Современные формы войны несколько отличаются от традиционных, исторических форм (наступлений, маневров, атак, штурмов и взятий). В наши дни наряду с традиционными формами войны существуют такие формы как психологические и информационные войны.
Концепт "война" можно определить следующим образом: "действия различного рода, направленные на ослабление, деморализацию и уничтожение (или самоуничтожение) противника".
Под военным дискурсом в данном исследовании понимается дискурс о войне как в традиционной, так и современной ее формах. К разряду военного дискурса можно также отнести дискурс военных о войне (жанр "доклада" или "сводки"), политиков о войне (разновидность политического дискурса в жанре "интервью").

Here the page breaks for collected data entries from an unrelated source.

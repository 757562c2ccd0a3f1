//! Configuration and error types for the Probe Dispatcher (§4.4).

use std::collections::HashMap;
use std::time::Duration;

#[derive(Debug, Clone)]
pub struct ProbeConfig {
    pub concurrency: usize,
    pub timeout: Duration,
    pub retries: u32,
    /// Requests per second; 0 disables the token bucket.
    pub rate_limit: u32,
    pub follow_redirects: bool,
    pub max_redirects: u32,
    pub custom_headers: HashMap<String, String>,
}

impl Default for ProbeConfig {
    fn default() -> Self {
        Self {
            concurrency: 10,
            timeout: Duration::from_secs(10),
            retries: 2,
            rate_limit: 0,
            follow_redirects: true,
            max_redirects: 10,
            custom_headers: HashMap::new(),
        }
    }
}

/// Classification surfaced to the caller as `probe_error` in a terminal
/// ProbeResult (§4.4 error mapping).
#[derive(Debug, Clone, thiserror::Error)]
pub enum ProbeError {
    #[error("dns")]
    Dns,
    #[error("timeout")]
    Timeout,
    #[error("tls")]
    Tls,
    #[error("max-redirects")]
    MaxRedirects,
    #[error("{0}")]
    Other(String),
}

impl ProbeError {
    /// Transient errors (timeout, reset) are retried by the dispatcher;
    /// everything else is terminal on the first attempt.
    pub fn is_retryable(&self) -> bool {
        matches!(self, ProbeError::Timeout | ProbeError::Other(_))
    }

    pub fn as_str(&self) -> &'static str {
        match self {
            ProbeError::Dns => "dns",
            ProbeError::Timeout => "timeout",
            ProbeError::Tls => "tls",
            ProbeError::MaxRedirects => "max-redirects",
            ProbeError::Other(_) => "other",
        }
    }

    /// Classify a raw isahc/io error by inspecting its message, mirroring
    /// the teacher's string-based error passthrough in `HealthCheckClient`.
    pub fn classify(message: &str) -> Self {
        let lower = message.to_ascii_lowercase();
        if lower.contains("dns") || lower.contains("resolve") || lower.contains("nxdomain") {
            ProbeError::Dns
        } else if lower.contains("timed out") || lower.contains("timeout") {
            ProbeError::Timeout
        } else if lower.contains("tls") || lower.contains("certificate") || lower.contains("ssl") {
            ProbeError::Tls
        } else if lower.contains("too many redirects") || lower.contains("max-redirects") {
            ProbeError::MaxRedirects
        } else {
            ProbeError::Other(message.to_string())
        }
    }
}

Война в современном мире не называются своим именем открыто. Такие действия характеризуются как демократические и респектабельные, а их отношение к войне как правило отрицается. Это характерно как для России, так и для Европы, США и других стран. Например, бомбардировки Югославии в 2000 г. в официальном дискурсе и дискурсе прессы назывались "предотвращением гуманитарной катастрофы", война в Чеченской республике - "антетеррористической операцией", "наведением конституционного порядка". Или в США во время войны во Вьетнаме был создан специальный язык для сообщений прессы, были составлены специальные словари для обозначения тех или иных явлений действительности, производящих на читателя нужное впечатление. С 1965 г. военные действия во Вьетнаме назывались "программой умиротворения", а с февраля 1972 г. - "защитной реакцией" [Кара-Мурза, 2000: 254-255].

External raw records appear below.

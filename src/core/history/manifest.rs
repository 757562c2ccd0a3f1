//! Manifest: `<history_root>/manifest.json` lists active segment IDs per
//! hostname (§6). Writes use the teacher's temp-file-then-rename pattern
//! (`core::network::http_monitor::write_state_atomic`) so a crash never
//! leaves a partially-written manifest.

use serde::{Deserialize, Serialize};
use std::collections::{HashMap, HashSet};
use std::path::{Path, PathBuf};

#[derive(Debug, Clone, Default, Serialize, Deserialize)]
pub struct Manifest {
    /// hostname -> ordered list of segment ids, oldest first.
    pub segments: HashMap<String, Vec<String>>,
    /// hostname -> set of URLs marked archived via `ArchiveHistory`.
    #[serde(default)]
    pub archived: HashMap<String, HashSet<String>>,
}

impl Manifest {
    pub fn load(root: &Path) -> std::io::Result<Self> {
        let path = manifest_path(root);
        match std::fs::read_to_string(&path) {
            Ok(content) => Ok(serde_json::from_str(&content).unwrap_or_default()),
            Err(e) if e.kind() == std::io::ErrorKind::NotFound => Ok(Manifest::default()),
            Err(e) => Err(e),
        }
    }

    pub fn save(&self, root: &Path) -> std::io::Result<()> {
        std::fs::create_dir_all(root)?;
        let path = manifest_path(root);
        let tmp = path.with_extension("json.tmp");
        let body = serde_json::to_string_pretty(self)?;
        std::fs::write(&tmp, body)?;
        std::fs::rename(&tmp, &path)?;
        Ok(())
    }

    pub fn hostnames(&self) -> HashSet<String> {
        self.segments.keys().cloned().collect()
    }
}

pub fn manifest_path(root: &Path) -> PathBuf {
    root.join("manifest.json")
}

Именно тогда были разработаны методы построения сложных политических эвфемизмов (не просто подмена слов и понятий, а языковые конструкции с точно измеренными эффектами воздействия на массовое сознание). Вследствие этого стало возможным говорить о такой технологии манипуляции сознанием как изменение смысла слов и понятий. Из дискурса прессы исключалась вся лексика с отрицательной коннотацией (война - war, наступление – offensive/attack, оружие массового уничтожения - weapons of annihilation), а вместо нее вводилась нейтральная (конфликт - conflict, операция - operation, устройство - equipment, умиротворение - appeasement, наведение порядка - police actions и т. п.). Таким образом создавалась виртуальная дискурсивная реальность или социальная версия действительности, в контексте которой описываемые события (война) воспринимались аудиторией иным образом, что было выгодно правящим элитам.